Thank you all for the advice on what to tell prospective adoptive families. Our meeting went well and it was interesting to condense our story to highlights and see the big picture again for ourselves. I know that I have suppressed so many bad memories that I’ve also forgotten so much of the progress. I have journals full of our story but I can’t even face reliving some of it. One day there will be healing for all of us, but right now we’re just a work in progress.
So I get up early, have my quiet time, M and S get up and we start the battle. Being in therapy has stirred up lots of junk in their lives and M, especially today, is on the edge. I have been nailing him on many of his behaviors and he’s passive aggressive”ing” me to death! I have done all this work to do a unit study with them on the Winter Olympics, researching a country, an athlete and a sport. Watching the festivities and competitions on tv. You’d think they would be thrilled. This is where homeschooling them tortures me. M is livid because I tried to show him how to take notes, he did it his way and I made him do it over again. He’s argued since the second he got out of bed so I put him on “picking up sticks after the storm” duty. He asked me what kind of mother would send her kid in the front yard crying to pick up sticks so everybody could see. I laughed. Seriously. I laughed. Fake tears. Manipulation. Out of control, won’t listen, won’t do what I say. Told him he was on bricks in the back yard. We have a brick pile which was our final straw with him a couple of years ago. Nothing was working and he needed an avenue for his anger. So he has to move this pile of bricks from one side of the yard to the other, my way, or he does it again. Amazing how long their anger can last. But it will break his cycle of anger. Tells me I won’t give him a chance to express his feelings or be a big boy. Right. Like crying and yelling in the back yard is being a big boy. Amazing how their mind shuts down and they are beyond reasoning.
I hate this. I have really been doing well lately with letting it all roll off my back but you reach a point you just want to run away. Tim and I are having dinner out tonight for our anniversary and I’m in no mood. Hopefully I will be in a better frame of mind later on.

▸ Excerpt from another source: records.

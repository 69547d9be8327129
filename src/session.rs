//! One maze and everything a front end does with it

use std::time::Duration;

use anyhow::bail;
use log::debug;

use crate::grid::{Grid, Point};
use crate::harness::{self, Comparison, RobustMetrics};
use crate::maze_generator::{CarveOrder, MazeGenerator};
use crate::search::{self, Algorithm, AlgorithmResult, StepSink};

/// Owns the current maze, its generator and the solve settings.
///
/// Front ends (CLI, GUI) hold one of these instead of sharing global state.
pub struct Session {
    grid: Grid,
    generator: MazeGenerator,
    /// Overrides the default time budget of every solve
    budget: Option<Duration>,
}

impl Session {
    /// Largest accepted side length
    pub const MAX_SIDE: usize = 101;

    /// Generate the first maze.
    ///
    /// Returns error if a side is outside `5..=101`.
    pub fn new(width: usize, height: usize, order: CarveOrder) -> anyhow::Result<Self> {
        Self::check_size(width, height)?;
        let mut generator = MazeGenerator::with_order(order);
        let grid = generator.generate_maze(width, height);
        Ok(Self {
            grid,
            generator,
            budget: None,
        })
    }

    pub fn grid(&self) -> &Grid {
        &self.grid
    }

    pub fn grid_mut(&mut self) -> &mut Grid {
        &mut self.grid
    }

    pub fn set_budget(&mut self, budget: Option<Duration>) {
        self.budget = budget;
    }

    /// Replace the maze with a fresh one of the given size.
    ///
    /// An invalid size leaves the current maze untouched.
    pub fn resize(&mut self, width: usize, height: usize) -> anyhow::Result<()> {
        Self::check_size(width, height)?;
        self.grid = self.generator.generate_maze(width, height);
        Ok(())
    }

    /// Replace the maze with a fresh one of the same size
    pub fn regenerate(&mut self) -> &Grid {
        let (width, height) = (self.grid.width(), self.grid.height());
        self.grid = self.generator.generate_maze(width, height);
        debug!("Regenerated {}x{} maze", width, height);
        &self.grid
    }

    /// Solve once, reporting every step to `sink`
    pub fn solve(
        &mut self,
        algorithm: Algorithm,
        sink: Option<&mut dyn StepSink>,
    ) -> AlgorithmResult {
        match self.budget {
            Some(budget) => search::solve_within(algorithm, &mut self.grid, sink, budget),
            None => search::solve(algorithm, &mut self.grid, sink),
        }
    }

    /// Solve once under the harness guard
    pub fn solve_safely(&mut self, algorithm: Algorithm) -> AlgorithmResult {
        let budget = self.budget;
        harness::run_safely_with(&mut self.grid, |grid| solve_unobserved(algorithm, grid, budget))
    }

    /// Every algorithm once, under the harness guard
    pub fn compare_all(&mut self) -> Comparison {
        let budget = self.budget;
        harness::compare_all_with(&mut self.grid, |algorithm, grid| {
            solve_unobserved(algorithm, grid, budget)
        })
    }

    /// `runs` guarded solves in a row, aggregated
    pub fn benchmark(&mut self, algorithm: Algorithm, runs: usize) -> RobustMetrics {
        let budget = self.budget;
        harness::run_repeated_with(&mut self.grid, runs, |grid| {
            solve_unobserved(algorithm, grid, budget)
        })
    }

    /// ASCII rendering of the maze with `path` drawn in
    pub fn render_path(&mut self, path: &[Point]) -> String {
        self.grid.mark_path(path);
        let text = self.grid.to_ascii();
        self.grid.reset_for_solve();
        text
    }

    fn check_size(width: usize, height: usize) -> anyhow::Result<()> {
        let valid = MazeGenerator::MIN_SIDE..=Self::MAX_SIDE;
        if !valid.contains(&width) || !valid.contains(&height) {
            bail!(
                "Maze size {}x{} out of range, sides must be between {} and {}",
                width,
                height,
                MazeGenerator::MIN_SIDE,
                Self::MAX_SIDE
            );
        }
        Ok(())
    }
}

fn solve_unobserved(
    algorithm: Algorithm,
    grid: &mut Grid,
    budget: Option<Duration>,
) -> AlgorithmResult {
    match budget {
        Some(budget) => search::solve_within(algorithm, grid, None, budget),
        None => search::solve(algorithm, grid, None),
    }
}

I love that Christine (see comments on my last post) is able to see her children as a blessing. I do believe mine are a blessing, honestly. I just also believe they’re a pain in my butt sometimes, that parenting RAD children is tough work, not for sissies. That it takes everything in my power to get up some days and not blow everybody out of the water. I’m human, unbearably so. I want other moms to be encouraged that we all blow it. You just can’t do it all right all the time. So my kids get a chance to learn about grace and perseverance. What more can I ask?